Gamifying Market Research?

    Danish getQueried wants to collect the opinions of the World – and entertain users at the same time.

    You’re having the most awesome house party, but it’s getting late so you need to pop the annoying question “where should we head to next?”. This is certainly not your favourite moment – There’s always at least two or three different bar options and in the worst case some guests head home just because you just couldn’t make the decision together.

    Wonder if the night would end differently if you could make a quick mobile survey of those options? Here’s where Danish getQueried wants to come in.

    GetQueried enables anyone to ask questions to specific target groups. The app could be characterized as a mix between Snapchat and ask.fm. You ask a question and then you take up to four photos and send it to your friends or random people. You can sample your target group by age, gender and distance so that only the right people receive the question. Then it’s just for you to sit back and wait for the answers.

    But there is more. Say you want to collect a large number of answers for your assignment or to validate your startup business idea. The app is there to help by putting their community to the task of answering your questions in exchange for prizes. Their goal is to enable anyone to gather representative data within 24 hours anywhere in the world.

    Some might call this type of service market research or panel data, but getQueried calls it ‘Advanced Questions and Answers Service’.

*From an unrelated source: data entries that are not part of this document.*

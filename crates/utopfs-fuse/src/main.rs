//! utopfs daemon.
//!
//! Mounts a backing store at a directory, with a read-only `.utopfs`
//! control directory at its root, and serves it until interrupted.
//!
//! ```bash
//! # Ephemeral in-memory tree
//! utopfs /tmp/m
//!
//! # Serve a local directory, read-only
//! utopfs /tmp/m --store /srv/data --read-only
//!
//! # Probe from another shell
//! cat /tmp/m/.utopfs/version
//! ```
//!
//! Stop with Ctrl-C (or SIGTERM); the mount is detached before exit.

use std::path::PathBuf;
use std::sync::Arc;
use std::time::Duration;

use anyhow::{Context, Result};
use clap::Parser;
use tokio::signal::unix::{SignalKind, signal};
use tracing_subscriber::{EnvFilter, fmt, layer::SubscriberExt, util::SubscriberInitExt};

use utopfs_fuse::{Config, FuseBridge, StoreKind};
use utopfs_kernel::MountManager;
use utopfs_kernel::mount::probe_mount_point;

/// Serve a utopfs namespace over FUSE.
#[derive(Parser, Debug)]
#[command(name = "utopfs")]
#[command(about = "Mount a utopfs namespace with a .utopfs control directory", version)]
struct Args {
    /// Directory to mount on
    mountpoint: PathBuf,

    /// Config file (default: ~/.config/utopfs/config.toml if present)
    #[arg(short, long)]
    config: Option<PathBuf>,

    /// Serve this local directory instead of the configured store
    #[arg(long, conflicts_with = "memory")]
    store: Option<PathBuf>,

    /// Serve an empty in-memory tree
    #[arg(long)]
    memory: bool,

    /// Reject every write to the real tree
    #[arg(long)]
    read_only: bool,

    /// Milliseconds unmount waits for in-flight requests
    #[arg(long)]
    drain_grace_ms: Option<u64>,

    /// Helper used to detach the kernel mount
    #[arg(long)]
    fusermount: Option<String>,
}

impl Args {
    fn apply(&self, config: &mut Config) {
        if let Some(root) = &self.store {
            config.store.kind = StoreKind::Local;
            config.store.root = Some(root.clone());
        }
        if self.memory {
            config.store.kind = StoreKind::Memory;
        }
        if self.read_only {
            config.store.read_only = true;
        }
        if let Some(ms) = self.drain_grace_ms {
            config.mount.drain_grace_ms = ms;
        }
        if let Some(fusermount) = &self.fusermount {
            config.fuse.fusermount = fusermount.clone();
        }
    }
}

fn init_tracing(default_filter: &str) {
    let filter =
        EnvFilter::try_from_default_env().unwrap_or_else(|_| EnvFilter::new(default_filter));

    tracing_subscriber::registry()
        .with(filter)
        .with(fmt::layer().with_writer(std::io::stderr))
        .init();
}

async fn shutdown_signal() -> Result<&'static str> {
    let mut term = signal(SignalKind::terminate()).context("install SIGTERM handler")?;
    tokio::select! {
        result = tokio::signal::ctrl_c() => {
            result.context("wait for ctrl-c")?;
            Ok("SIGINT")
        }
        _ = term.recv() => Ok("SIGTERM"),
    }
}

#[tokio::main]
async fn main() -> Result<()> {
    let args = Args::parse();

    let mut config = Config::discover(args.config.as_deref())?;
    args.apply(&mut config);
    init_tracing(&config.log.filter);

    let store = config.backing_store()?;
    let bridge = FuseBridge::new(tokio::runtime::Handle::current(), config.fuse_options());
    let manager = MountManager::new(store, Arc::new(bridge), config.mount_options());

    let handle = manager
        .mount(&args.mountpoint)
        .await
        .with_context(|| format!("mount {}", args.mountpoint.display()))?;
    tracing::info!(
        point = %handle.point().display(),
        store = ?config.store.kind,
        read_only = config.store.read_only,
        "utopfs ready"
    );
    if !probe_mount_point(handle.point()).await {
        tracing::warn!(point = %handle.point().display(), "control directory not visible through the kernel yet");
    }

    let reason = shutdown_signal().await?;
    tracing::info!(reason, "shutting down");

    // A busy mount point is common right after a shell leaves it; retry briefly.
    let mut attempts = 0;
    loop {
        match manager.unmount(&handle).await {
            Ok(()) => break,
            Err(e) if e.is_retryable() && attempts < 3 => {
                attempts += 1;
                tracing::warn!(error = %e, attempts, "unmount failed, retrying");
                tokio::time::sleep(Duration::from_millis(500)).await;
            }
            Err(e) => return Err(e).context("unmount"),
        }
    }

    tracing::info!("utopfs stopped");
    Ok(())
}

#[cfg(test)]
mod tests {
    use super::*;

    #[test]
    fn test_cli_overrides_config() {
        let args = Args::parse_from([
            "utopfs",
            "/tmp/m",
            "--store",
            "/srv/data",
            "--read-only",
            "--drain-grace-ms",
            "100",
        ]);
        let mut config = Config::default();
        args.apply(&mut config);

        assert_eq!(config.store.kind, StoreKind::Local);
        assert_eq!(config.store.root, Some(PathBuf::from("/srv/data")));
        assert!(config.store.read_only);
        assert_eq!(config.mount.drain_grace_ms, 100);
    }

    #[test]
    fn test_store_and_memory_conflict() {
        let result = Args::try_parse_from(["utopfs", "/tmp/m", "--store", "/srv", "--memory"]);
        assert!(result.is_err());
    }
}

    Steven Højlund, the founder and CEO of getQueried, believes that they can tackle several major industry problems by combining a market research business model with a community. The problem in market research panels is that the response rates are dropping, since people avoid answering to long email questionnaires.

    “We want to make questions engaging. By doing that we can solve the problem with low response rates, and then we can enable anyone to ask questions to a representative sample of their target group. This means anyone with an access to the Internet would be able to produce social knowledge about attitudes anywhere in the world. It is sort of like democratizing knowledge about human attitudes,” Højlund describes.

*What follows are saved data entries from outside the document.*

//! Daemon configuration.
//!
//! Loaded from TOML. Every field has a default, so an empty file (or no
//! file at all) is a valid configuration. CLI flags are applied on top by
//! the binary.

use serde::Deserialize;
use std::path::{Path, PathBuf};
use std::sync::Arc;
use std::time::Duration;
use thiserror::Error;

use utopfs_kernel::mount::{DEFAULT_DRAIN_GRACE, MountOptions};
use utopfs_kernel::{BackingStore, LocalBackend, MemoryBackend};

use crate::constants::{
    CONFIG_FILE_NAME, DEFAULT_ATTR_TTL, DEFAULT_FS_NAME, DEFAULT_FUSERMOUNT, DEFAULT_LOG_FILTER,
};
use crate::fuse::FuseOptions;

/// Config loading and validation errors.
#[derive(Debug, Error)]
pub enum ConfigError {
    #[error("failed to read config {}: {source}", path.display())]
    Read {
        path: PathBuf,
        #[source]
        source: std::io::Error,
    },

    #[error("failed to parse config {}: {source}", path.display())]
    Parse {
        path: PathBuf,
        #[source]
        source: toml::de::Error,
    },

    #[error("store kind \"local\" requires store.root")]
    MissingStoreRoot,
}

#[derive(Debug, Clone, Default, Deserialize)]
#[serde(default, deny_unknown_fields)]
pub struct Config {
    pub mount: MountSection,
    pub store: StoreSection,
    pub fuse: FuseSection,
    pub log: LogSection,
}

#[derive(Debug, Clone, Deserialize)]
#[serde(default, deny_unknown_fields)]
pub struct MountSection {
    /// Milliseconds unmount waits for in-flight requests.
    pub drain_grace_ms: u64,
}

impl Default for MountSection {
    fn default() -> Self {
        Self {
            drain_grace_ms: DEFAULT_DRAIN_GRACE.as_millis() as u64,
        }
    }
}

#[derive(Debug, Clone, Copy, Default, PartialEq, Eq, Deserialize)]
#[serde(rename_all = "lowercase")]
pub enum StoreKind {
    #[default]
    Memory,
    Local,
}

#[derive(Debug, Clone, Default, Deserialize)]
#[serde(default, deny_unknown_fields)]
pub struct StoreSection {
    pub kind: StoreKind,
    /// Root directory for `kind = "local"`.
    pub root: Option<PathBuf>,
    pub read_only: bool,
}

#[derive(Debug, Clone, Deserialize)]
#[serde(default, deny_unknown_fields)]
pub struct FuseSection {
    pub fs_name: String,
    pub attr_ttl_ms: u64,
    pub fusermount: String,
    pub allow_other: bool,
}

impl Default for FuseSection {
    fn default() -> Self {
        Self {
            fs_name: DEFAULT_FS_NAME.to_string(),
            attr_ttl_ms: DEFAULT_ATTR_TTL.as_millis() as u64,
            fusermount: DEFAULT_FUSERMOUNT.to_string(),
            allow_other: false,
        }
    }
}

#[derive(Debug, Clone, Deserialize)]
#[serde(default, deny_unknown_fields)]
pub struct LogSection {
    pub filter: String,
}

impl Default for LogSection {
    fn default() -> Self {
        Self {
            filter: DEFAULT_LOG_FILTER.to_string(),
        }
    }
}

impl Config {
    /// Parse a config from TOML text.
    pub fn parse(text: &str, origin: &Path) -> Result<Self, ConfigError> {
        toml::from_str(text).map_err(|source| ConfigError::Parse {
            path: origin.to_path_buf(),
            source,
        })
    }

    /// Load a config file. Relative store roots resolve against the file's
    /// directory.
    pub fn load(path: &Path) -> Result<Self, ConfigError> {
        let text = std::fs::read_to_string(path).map_err(|source| ConfigError::Read {
            path: path.to_path_buf(),
            source,
        })?;
        let mut config = Self::parse(&text, path)?;
        if let Some(root) = &mut config.store.root {
            if root.is_relative() {
                let base = path.parent().unwrap_or_else(|| Path::new("."));
                *root = base.join(&*root);
            }
        }
        Ok(config)
    }

    /// Load `path` if given, else the user config file if it exists, else
    /// defaults.
    pub fn discover(path: Option<&Path>) -> Result<Self, ConfigError> {
        match path {
            Some(path) => Self::load(path),
            None => match default_path() {
                Some(path) if path.is_file() => Self::load(&path),
                _ => Ok(Self::default()),
            },
        }
    }

    pub fn mount_options(&self) -> MountOptions {
        MountOptions {
            drain_grace: Duration::from_millis(self.mount.drain_grace_ms),
        }
    }

    pub fn fuse_options(&self) -> FuseOptions {
        FuseOptions {
            fs_name: self.fuse.fs_name.clone(),
            attr_ttl: Duration::from_millis(self.fuse.attr_ttl_ms),
            fusermount: self.fuse.fusermount.clone(),
            allow_other: self.fuse.allow_other,
            read_only: self.store.read_only,
        }
    }

    /// Build the configured backing store.
    pub fn backing_store(&self) -> Result<Arc<dyn BackingStore>, ConfigError> {
        match self.store.kind {
            StoreKind::Memory => Ok(Arc::new(MemoryBackend::new())),
            StoreKind::Local => {
                let root = self.store.root.as_ref().ok_or(ConfigError::MissingStoreRoot)?;
                if self.store.read_only {
                    Ok(Arc::new(LocalBackend::read_only(root)))
                } else {
                    Ok(Arc::new(LocalBackend::new(root)))
                }
            }
        }
    }
}

/// `$XDG_CONFIG_HOME/utopfs/config.toml` or the platform equivalent.
pub fn default_path() -> Option<PathBuf> {
    dirs::config_dir().map(|dir| dir.join("utopfs").join(CONFIG_FILE_NAME))
}

#[cfg(test)]
mod tests {
    use super::*;

    #[test]
    fn test_empty_config_is_all_defaults() {
        let config = Config::parse("", Path::new("inline")).unwrap();
        assert_eq!(config.mount.drain_grace_ms, 5000);
        assert_eq!(config.store.kind, StoreKind::Memory);
        assert_eq!(config.fuse.fs_name, "utopfs");
        assert_eq!(config.fuse.fusermount, "fusermount");
        assert_eq!(config.log.filter, "info");
        assert_eq!(config.mount_options().drain_grace, DEFAULT_DRAIN_GRACE);
    }

    #[test]
    fn test_full_config() {
        let text = r#"
            [mount]
            drain_grace_ms = 250

            [store]
            kind = "local"
            root = "/srv/data"
            read_only = true

            [fuse]
            fs_name = "tank"
            attr_ttl_ms = 0
            fusermount = "fusermount3"

            [log]
            filter = "utopfs_kernel=debug"
        "#;
        let config = Config::parse(text, Path::new("inline")).unwrap();
        assert_eq!(config.mount_options().drain_grace, Duration::from_millis(250));
        assert_eq!(config.store.kind, StoreKind::Local);
        assert_eq!(config.store.root.as_deref(), Some(Path::new("/srv/data")));

        let fuse = config.fuse_options();
        assert_eq!(fuse.fs_name, "tank");
        assert_eq!(fuse.attr_ttl, Duration::ZERO);
        assert_eq!(fuse.fusermount, "fusermount3");
        assert!(fuse.read_only);
    }

    #[test]
    fn test_unknown_keys_rejected() {
        let err = Config::parse("[mount]\ngrace = 1\n", Path::new("inline")).unwrap_err();
        assert!(matches!(err, ConfigError::Parse { .. }));

        let err = Config::parse("[store]\nkind = \"s3\"\n", Path::new("inline")).unwrap_err();
        assert!(matches!(err, ConfigError::Parse { .. }));
    }

    #[test]
    fn test_local_store_needs_root() {
        let config = Config::parse("[store]\nkind = \"local\"\n", Path::new("inline")).unwrap();
        assert!(matches!(
            config.backing_store(),
            Err(ConfigError::MissingStoreRoot)
        ));
    }

    #[test]
    fn test_load_rebases_relative_root() {
        let dir = tempfile::tempdir().unwrap();
        let path = dir.path().join("utopfs.toml");
        std::fs::write(&path, "[store]\nkind = \"local\"\nroot = \"data\"\n").unwrap();

        let config = Config::load(&path).unwrap();
        assert_eq!(config.store.root, Some(dir.path().join("data")));
        assert!(config.backing_store().is_ok());
    }

    #[test]
    fn test_missing_file_is_read_error() {
        let err = Config::load(Path::new("/nonexistent/utopfs.toml")).unwrap_err();
        assert!(matches!(err, ConfigError::Read { .. }));
    }
}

    Engaging users through meaningful data

    According to Højlund, the technological side of the service isn’t rocket science, but getting people to answer to the questions is the biggest thing. And that’s why they’re creating an engaging service through gamification and want to build a sense of community.

    When users can get data from their peers – it also creates more value for them, says Højlund:

    “When the service is constructed to be social, it attracts people more likely. Peer pressure motivates people more than economic incentives.”

    Question about data security: Acknowledging the risks or moving to the woods?

    As the company collects and registers lots of data of the users on the platform, data security is very important to getQueried. According to Højlund, the strict data protection legislation in the European Union should be considered a key selling point in the future to come:

    “We want to provide a platform that people can trust. We share log files with the users and ensure that they have the right to be forgotten from the system. That is the logical consequence of moving away from the Wild West-attitude to data protection of the 2000’s.”

    While asking about the risk of frauds, Steven Højlund tells that they connect the user profiles to Facebook to check if users are who they claim to be – and an algorithm regularly tests if they answer to surveys consistently.

    “It’s the power of numbers so if 1% of the people is a fraud, we’ll still get precise estimates with thousands of respondents,” Højlund ensures. But actually due to research, people answer more honestly on surveys than face to face questionnaires, he adds.

    GetQueried was founded in November 2014 by Steven Højlund and Christian Thode Larsen, and the company has opened their survey platform to the users in Denmark. After successful launch, the company concentrates on acquiring users – and keeping them.

    “Of course we need people who want to answer to questions.”